Сегодня у Алевтины Васильевны подскочило давление, с утра лежит, к вечеру после уколов и таблеток полегчало, голос ее услышали. Сестра не хотела пускать к ней посетителей, и без того «нелегальных», детям вход воспрещен (пальтишки в гардероб не сдают, сваливают на деревянный диванчик у входа в отделение), но Алевтина Васильевна, благо дежурит Мария Федоровна, человек с пониманием, уговорила: пусть посидят, мне с ними веселей. «С ними» – это трое ребятишек из четвертого «А», где она классный руководитель и преподает математику.
Они вошли чинные, немного напуганные, что учительница лежит, но через минуту загалдели, спеша поделиться новостями: какой-то Гаврилов порвал какой-то Краснухиной фартук... «А на физкультуре прыгали в высоту, я все время сбивала рукой рейку, три получила».... Мария Михайловна тоже заболела, вместо природоведения был труд... «Тш-шш!» – весело шикала Алевтина Васильевна, они переходили на шепот – ненадолго, не получалось у них тихо и по очереди говорить.
У Майи в первых четырех классах тоже была учительница вроде Алевтины Васильевны – Бронислава Борисовна. Майя собиралась, когда вырастет, стать учительницей и быть на нее похожей. Однако чем дальше от четвертого класса и от Брониславы Борисовны, тем сильней гасло это желание и погасло. Хотя нельзя сказать, что не было и после хороших учителей. Были, да все не совсем такие. Объяснить разницу Майя не умела, только почувствовала: не получится у нее, как у Брониславы Борисовны, чтобы к каждому мальчишке и к каждой девчонке единственное, безошибочное, вовремя слово. А хуже она не хотела быть.

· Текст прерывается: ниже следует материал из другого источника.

// SPDX-License-Identifier: MPL-2.0
//! Constraint policy: how much of an incoming batch is admitted.

use crate::domain::{File, MaxFiles};

/// Outcome of running a batch through the policy.
#[derive(Debug, Clone, PartialEq, Eq, Default)]
pub struct Admission {
    /// Files to insert, in input order.
    pub accepted: Vec<File>,
    /// Clear the current selection before inserting.
    pub replace: bool,
}

impl Admission {
    /// An empty admission is a no-op: no mutation, notification or render.
    #[must_use]
    pub fn is_empty(&self) -> bool {
        self.accepted.is_empty()
    }
}

/// Decides which files of `batch` are accepted.
///
/// - With a limit of one, the first file wins and replaces the selection.
/// - Otherwise the first `limit - current_count` files are kept.
///
/// Excess files are discarded silently. Mime types are not checked here.
#[must_use]
pub fn admit(batch: Vec<File>, current_count: usize, max_files: MaxFiles) -> Admission {
    if max_files.is_single() {
        return Admission {
            accepted: batch.into_iter().take(1).collect(),
            replace: true,
        };
    }

    let room = max_files.remaining(current_count);
    let mut accepted = batch;
    accepted.truncate(room);
    Admission {
        accepted,
        replace: false,
    }
}

#[cfg(test)]
mod tests {
    use super::*;

    fn files(n: usize) -> Vec<File> {
        (0..n)
            .map(|i| File::new(format!("f{i}"), i as u64, "text/plain"))
            .collect()
    }

    fn limit(n: usize) -> MaxFiles {
        MaxFiles::limited(n).unwrap()
    }

    #[test]
    fn single_takes_first_and_replaces() {
        let batch = files(3);
        let first = batch[0].clone();
        let admission = admit(batch, 1, MaxFiles::SINGLE);
        assert_eq!(admission.accepted, vec![first]);
        assert!(admission.replace);
    }

    #[test]
    fn single_with_empty_batch_is_noop() {
        let admission = admit(Vec::new(), 1, MaxFiles::SINGLE);
        assert!(admission.is_empty());
    }

    #[test]
    fn truncates_to_remaining_room_in_order() {
        let batch = files(3);
        let expected = vec![batch[0].clone()];
        let admission = admit(batch, 1, limit(2));
        assert_eq!(admission.accepted, expected);
        assert!(!admission.replace);
    }

    #[test]
    fn full_selection_admits_nothing() {
        assert!(admit(files(1), 2, limit(2)).is_empty());
    }

    #[test]
    fn over_full_selection_admits_nothing() {
        assert!(admit(files(2), 5, limit(2)).is_empty());
    }

    #[test]
    fn unbounded_admits_everything() {
        let batch = files(50);
        let admission = admit(batch.clone(), 1_000, MaxFiles::Unbounded);
        assert_eq!(admission.accepted, batch);
    }
}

...Возможен еще выход: взять и выйти замуж. Не вообще, а как Ланка, Викина подруга еще со школы. Она себе голову не забивала, куда поступать, кем стать, где приносить людям пользу, а в девятнадцать лет вышла замуж. Ему было тридцать шесть. Старый, зато Ланка – на все готовое и все к ее ногам. Какой-то начальник, шишка, машина возит на работу и с работы. Ланке оставалось приложить умелую женскую руку к холостяцкому неуюту, практичность по части приобретения декоративных тканей и светильников, чтобы достичь в интерьере уровня мировых стандартов, если судить о них по выставкам и фильмам из жизни высшего общества. Ланка с этой практичностью будто родилась. Сначала квартира была двухкомнатная, теперь трехкомнатная, Ланка растит двух дочек, шесть лет и четыре года, вся в хлопотах об их правильном разностороннем воспитании, о здоровье, хорошей одежде и вкусной пище, да не лишь бы, наспех, за кухонным столом, как теперь у всех принято, и хозяйка при этом в халате, а будто всегда праздник. Ланка вкладывает в это жизнь – и кто бросит в нее камень? «Женщина должна быть женщиной, а не ишаком, которого тянут с одной стороны за уши: вкалывай, зарабатывай, занимай общественное положение, а с другой стороны за хвост: рожай детей, создавай мужчинам домашний очаг». Такой у нее взгляд. Интересно, назад Ланка смотрит или, наоборот, шагает впереди своего времени?.. Как бы там, однако, ни было, но Майиных проблем у нее нет.
Мечта о богатом муже вспыхнула в воображении прекрасным фейерверком, но точно как фейерверк, проблистав несколько мгновений золотыми, красными, синими, зелеными огнями, рассыпалась и померкла. Не увидела Майя себя в этих интерьерах в роли образцовой жены и матери...
А вообще-то, что там ни думай по этому поводу, надо еще такого Антошкина (Ланкин муж) найти. Встретить и полюбить. И чтобы он тебя полюбил. И чтоб детей от первого брака у него не было – к тридцати-то пяти годам!.. И чтобы... Ах, сказала себе Майя, ерунда какая-то в голову лезет. Заснуть бы скорей и ни о чем не думать. От мыслей отдохнуть.